Seminar, Tianying Wang, A powerful transformation of quantitative responses for biobank-scale association studies
Refreshments: 10:30 AM
Seminar: 11:00 AM
Title: A powerful transformation of quantitative responses for biobank-scale association studies
Abstract: In linear regression models with non-Gaussian errors, transformations of the response variable are widely used in a broad range of applications. Motivated by various genetic association studies, transformation methods for hypothesis testing have received substantial interest. In recent years, the rise of biobank-scale genetic studies, which feature a vast number of participants that could be around half a million, spurred the need for new transformation methods that are both powerful for detecting weak genetic signals and computationally efficient for large-scale data.
In this work, we propose a novel transformation method that leverages the information of the error density. This transformation leads to locally most powerful tests and therefore has strong power for detecting weak signals.
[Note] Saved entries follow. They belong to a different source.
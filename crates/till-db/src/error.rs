//! # Database Error Types
//!
//! Error types for database operations.
//!
//! ## Error Flow
//! ```text
//! ┌─────────────────────────────────────────────────────────────────────────┐
//! │                    Error Propagation                                    │
//! │                                                                         │
//! │  SQLite Error (sqlx::Error)                                            │
//! │       │                                                                 │
//! │       ▼                                                                 │
//! │  DbError (this module) ← Adds context and categorization               │
//! │       │                                                                 │
//! │       ├── repository callers (seed, admin) see DbError                 │
//! │       │                                                                 │
//! │       ▼  through CatalogLookup / PromotionLookup                       │
//! │  LookupError (till-core)                                               │
//! │       │                                                                 │
//! │       ▼                                                                 │
//! │  CheckoutError::Lookup → ApiError                                      │
//! └─────────────────────────────────────────────────────────────────────────┘
//! ```

use thiserror::Error;
use till_core::{LookupError, ValidationError};

/// Database operation errors.
#[derive(Debug, Error)]
pub enum DbError {
    /// Entity not found in database.
    #[error("{entity} not found: {id}")]
    NotFound { entity: String, id: String },

    /// Unique constraint violation.
    ///
    /// ## When This Occurs
    /// - Inserting a product id twice
    /// - Inserting a coupon code twice
    #[error("Duplicate {field}: '{value}' already exists")]
    UniqueViolation { field: String, value: String },

    /// A stored row cannot be turned into a domain value.
    #[error("Corrupt {entity} row {id}: {reason}")]
    Corrupt {
        entity: String,
        id: String,
        reason: String,
    },

    /// Data was rejected before reaching SQLite.
    #[error(transparent)]
    Validation(#[from] ValidationError),

    /// Database connection failed.
    ///
    /// ## When This Occurs
    /// - Database file doesn't exist and can't be created
    /// - File permissions issue
    /// - Disk full
    #[error("Connection failed: {0}")]
    ConnectionFailed(String),

    /// Migration failed.
    #[error("Migration failed: {0}")]
    MigrationFailed(String),

    /// Query execution failed.
    #[error("Query failed: {0}")]
    QueryFailed(String),

    /// Pool exhausted (all connections in use).
    #[error("Connection pool exhausted")]
    PoolExhausted,

    /// Internal database error.
    #[error("Internal database error: {0}")]
    Internal(String),
}

impl DbError {
    /// Creates a UniqueViolation error.
    pub fn duplicate(field: impl Into<String>, value: impl Into<String>) -> Self {
        DbError::UniqueViolation {
            field: field.into(),
            value: value.into(),
        }
    }

    /// Creates a Corrupt error for a row that failed conversion.
    pub fn corrupt(
        entity: impl Into<String>,
        id: impl Into<String>,
        reason: impl Into<String>,
    ) -> Self {
        DbError::Corrupt {
            entity: entity.into(),
            id: id.into(),
            reason: reason.into(),
        }
    }
}

/// Convert sqlx errors to DbError.
///
/// ## Error Mapping
/// ```text
/// sqlx::Error::RowNotFound    → DbError::NotFound
/// sqlx::Error::Database       → Analyze message for constraint type
/// sqlx::Error::PoolTimedOut   → DbError::PoolExhausted
/// Other                       → DbError::Internal
/// ```
impl From<sqlx::Error> for DbError {
    fn from(err: sqlx::Error) -> Self {
        match err {
            sqlx::Error::RowNotFound => DbError::NotFound {
                entity: "Record".to_string(),
                id: "unknown".to_string(),
            },

            sqlx::Error::Database(db_err) => {
                let msg = db_err.message();

                // "UNIQUE constraint failed: <table>.<column>"
                if let Some(field) = msg.strip_prefix("UNIQUE constraint failed: ") {
                    DbError::UniqueViolation {
                        field: field.to_string(),
                        value: "unknown".to_string(),
                    }
                } else {
                    DbError::QueryFailed(msg.to_string())
                }
            }

            sqlx::Error::PoolTimedOut => DbError::PoolExhausted,

            sqlx::Error::PoolClosed => DbError::ConnectionFailed("Pool is closed".to_string()),

            _ => DbError::Internal(err.to_string()),
        }
    }
}

impl From<sqlx::migrate::MigrateError> for DbError {
    fn from(err: sqlx::migrate::MigrateError) -> Self {
        DbError::MigrationFailed(err.to_string())
    }
}

/// How the checkout engine sees a database failure.
///
/// A corrupt row keeps its identity; everything else means the store
/// could not answer.
impl From<DbError> for LookupError {
    fn from(err: DbError) -> Self {
        match err {
            DbError::Corrupt { entity, id, reason } => LookupError::Corrupt {
                store: entity,
                key: id,
                reason,
            },
            other => LookupError::unavailable("database", other.to_string()),
        }
    }
}

/// Result type for database operations.
pub type DbResult<T> = Result<T, DbError>;

#[cfg(test)]
mod tests {
    use super::*;

    #[test]
    fn test_lookup_conversion() {
        let err: LookupError = DbError::PoolExhausted.into();
        assert_eq!(
            err.to_string(),
            "database unavailable: Connection pool exhausted"
        );

        let err: LookupError = DbError::corrupt("coupon", "10OFF", "negative percentage").into();
        assert!(matches!(err, LookupError::Corrupt { ref key, .. } if key == "10OFF"));
    }
}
To make the computation scalable to biobank-scale studies, we harnessed the nature of weak genetic signals and proposed a consistent and computationally efficient estimator of the transformation function. Through extensive simulations and a gene-based analysis of spirometry traits from the UK Biobank, we validate that our approach maintains stringent control over type I error rates and significantly enhances statistical power over existing methods.
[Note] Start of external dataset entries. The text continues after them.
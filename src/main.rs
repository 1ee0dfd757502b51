//! resume-parser: structured candidate profiles from PDF and DOCX resumes

use clap::Parser;
use indicatif::{ProgressBar, ProgressStyle};
use log::{error, info, warn};
use resume_parser::cli::{self, Cli, Commands, ConfigAction, ModelAction};
use resume_parser::config::{Config, ModelType, OutputFormat};
use resume_parser::error::{Result, ResumeParserError};
use resume_parser::models::ModelManager;
use resume_parser::output::formatter_for;
use resume_parser::pipeline::{self, ResumeExtractor};
use resume_parser::profile::ResumeProfile;
use std::path::{Path, PathBuf};
use std::process;

#[tokio::main]
async fn main() {
    let cli = Cli::parse();

    let log_level = if cli.verbose { "debug" } else { "info" };
    env_logger::Builder::from_env(env_logger::Env::default().default_filter_or(log_level)).init();

    let config = match &cli.config {
        Some(path) => Config::load_from(path),
        None => Config::load(),
    };
    let config = match config {
        Ok(config) => config,
        Err(e) => {
            error!("Failed to load configuration: {}", e);
            process::exit(1);
        }
    };

    if let Err(e) = run_command(cli.command, config, cli.config).await {
        error!("Command failed: {}", e);
        process::exit(1);
    }
}

async fn run_command(command: Commands, mut config: Config, config_path: Option<PathBuf>) -> Result<()> {
    match command {
        Commands::Parse {
            path,
            strategy,
            output,
            save,
            skills,
        } => {
            if let Some(strategy) = strategy {
                config.extraction.strategy =
                    cli::parse_strategy(&strategy).map_err(ResumeParserError::InvalidInput)?;
            }
            if let Some(output) = output {
                config.output.format =
                    cli::parse_output_format(&output).map_err(ResumeParserError::InvalidInput)?;
            }
            if skills.is_some() {
                config.skills.vocabulary_path = skills;
            }

            info!("Initializing extraction context ({:?})", config.extraction.strategy);
            let context = pipeline::init_global(&config).await?;
            let extractor = context.extractor()?;

            let rendered = if path.is_dir() {
                parse_folder(&path, extractor.as_ref(), &config).await?
            } else {
                let profile = parse_file(&path, extractor.as_ref()).await?;
                render(&[profile], &config)?
            };

            match save {
                Some(target) => {
                    tokio::fs::write(&target, &rendered).await?;
                    info!("Saved output to {}", target.display());
                }
                None => println!("{}", rendered),
            }
        }

        Commands::Models { action } => {
            let manager = ModelManager::new(config.models_dir().clone()).await?;

            match action {
                ModelAction::List => {
                    for (model_type, label) in [
                        (ModelType::Embedding, "Embedding models"),
                        (ModelType::Ner, "NER models"),
                        (ModelType::LLM, "Generator models"),
                    ] {
                        println!("{}:", label);
                        for model in config.list_models(model_type) {
                            let status = if manager.is_downloaded(&model.repo_id).await {
                                "downloaded"
                            } else {
                                "available"
                            };
                            println!(
                                "  • {} ({}) - {} MB [{}]",
                                model.name, model.repo_id, model.size_mb, status
                            );
                            println!("    {}", model.description);
                        }
                        println!();
                    }
                }

                ModelAction::Download { model } => {
                    let repo_id = config
                        .get_model_by_name(&model)
                        .map(|m| m.repo_id.clone())
                        .unwrap_or(model);
                    let location = manager.download(&repo_id).await?;
                    println!("Model '{}' ready at {}", repo_id, location.display());
                }
            }
        }

        Commands::Config { action } => match action {
            Some(ConfigAction::Show) | None => {
                print!("{}", config.to_toml()?);
            }

            Some(ConfigAction::Reset) => {
                let target = config_path.unwrap_or_else(Config::config_path);
                Config::default().save_to(&target)?;
                println!("Configuration reset: {}", target.display());
            }

            Some(ConfigAction::Path) => {
                println!("{}", config_path.unwrap_or_else(Config::config_path).display());
            }
        },
    }

    Ok(())
}

async fn parse_file(path: &Path, extractor: &dyn ResumeExtractor) -> Result<ResumeProfile> {
    if !path.exists() {
        return Err(ResumeParserError::InvalidInput(format!(
            "File does not exist: {}",
            path.display()
        )));
    }

    let bytes = tokio::fs::read(path).await?;
    let filename = path
        .file_name()
        .map(|n| n.to_string_lossy().to_string())
        .unwrap_or_default();

    extractor.extract(&bytes, &filename).await
}

/// Parse every supported file in `dir`; failures are logged and skipped
async fn parse_folder(dir: &Path, extractor: &dyn ResumeExtractor, config: &Config) -> Result<String> {
    let files = cli::resume_files_in(dir)?;
    if files.is_empty() {
        warn!("No .pdf or .docx files in {}", dir.display());
    }

    let pb = ProgressBar::new(files.len() as u64);
    pb.set_style(
        ProgressStyle::with_template("{spinner} [{elapsed_precise}] [{bar:40.cyan/blue}] {pos}/{len} {msg}")
            .map_err(|e| ResumeParserError::Configuration(format!("Invalid progress template: {}", e)))?
            .progress_chars("=>-"),
    );

    let mut profiles = Vec::with_capacity(files.len());
    let mut failures = 0;
    for file in &files {
        pb.set_message(file.file_name().map(|n| n.to_string_lossy().to_string()).unwrap_or_default());
        match parse_file(file, extractor).await {
            Ok(profile) => profiles.push(profile),
            Err(e) => {
                failures += 1;
                pb.suspend(|| error!("{}: {}", file.display(), e));
            }
        }
        pb.inc(1);
    }
    pb.finish_with_message("done");

    info!("Parsed {} of {} files ({} failed)", profiles.len(), files.len(), failures);
    render(&profiles, config)
}

fn render(profiles: &[ResumeProfile], config: &Config) -> Result<String> {
    if config.output.format == OutputFormat::Json && profiles.len() != 1 {
        let wire: Vec<_> = profiles.iter().map(ResumeProfile::to_wire).collect();
        return Ok(if config.output.pretty_json {
            serde_json::to_string_pretty(&wire)?
        } else {
            serde_json::to_string(&wire)?
        });
    }

    let formatter = formatter_for(config.output.format, &config.output);
    let rendered = profiles
        .iter()
        .map(|profile| formatter.format_profile(profile))
        .collect::<Result<Vec<_>>>()?;
    Ok(rendered.join("\n"))
}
Bio: Tianying Wang is an Assistant Professor of Statistics at Colorado State University. Her research develops statistical and machine learning methods for biomedical and genetic data, with an emphasis on quantile-based inference, robust and distribution-aware modeling, and high-dimensional problems. She is particularly interested in methodology that scales to large biobank studies and yields interpretable assessments of heterogeneous and nonlinear associations.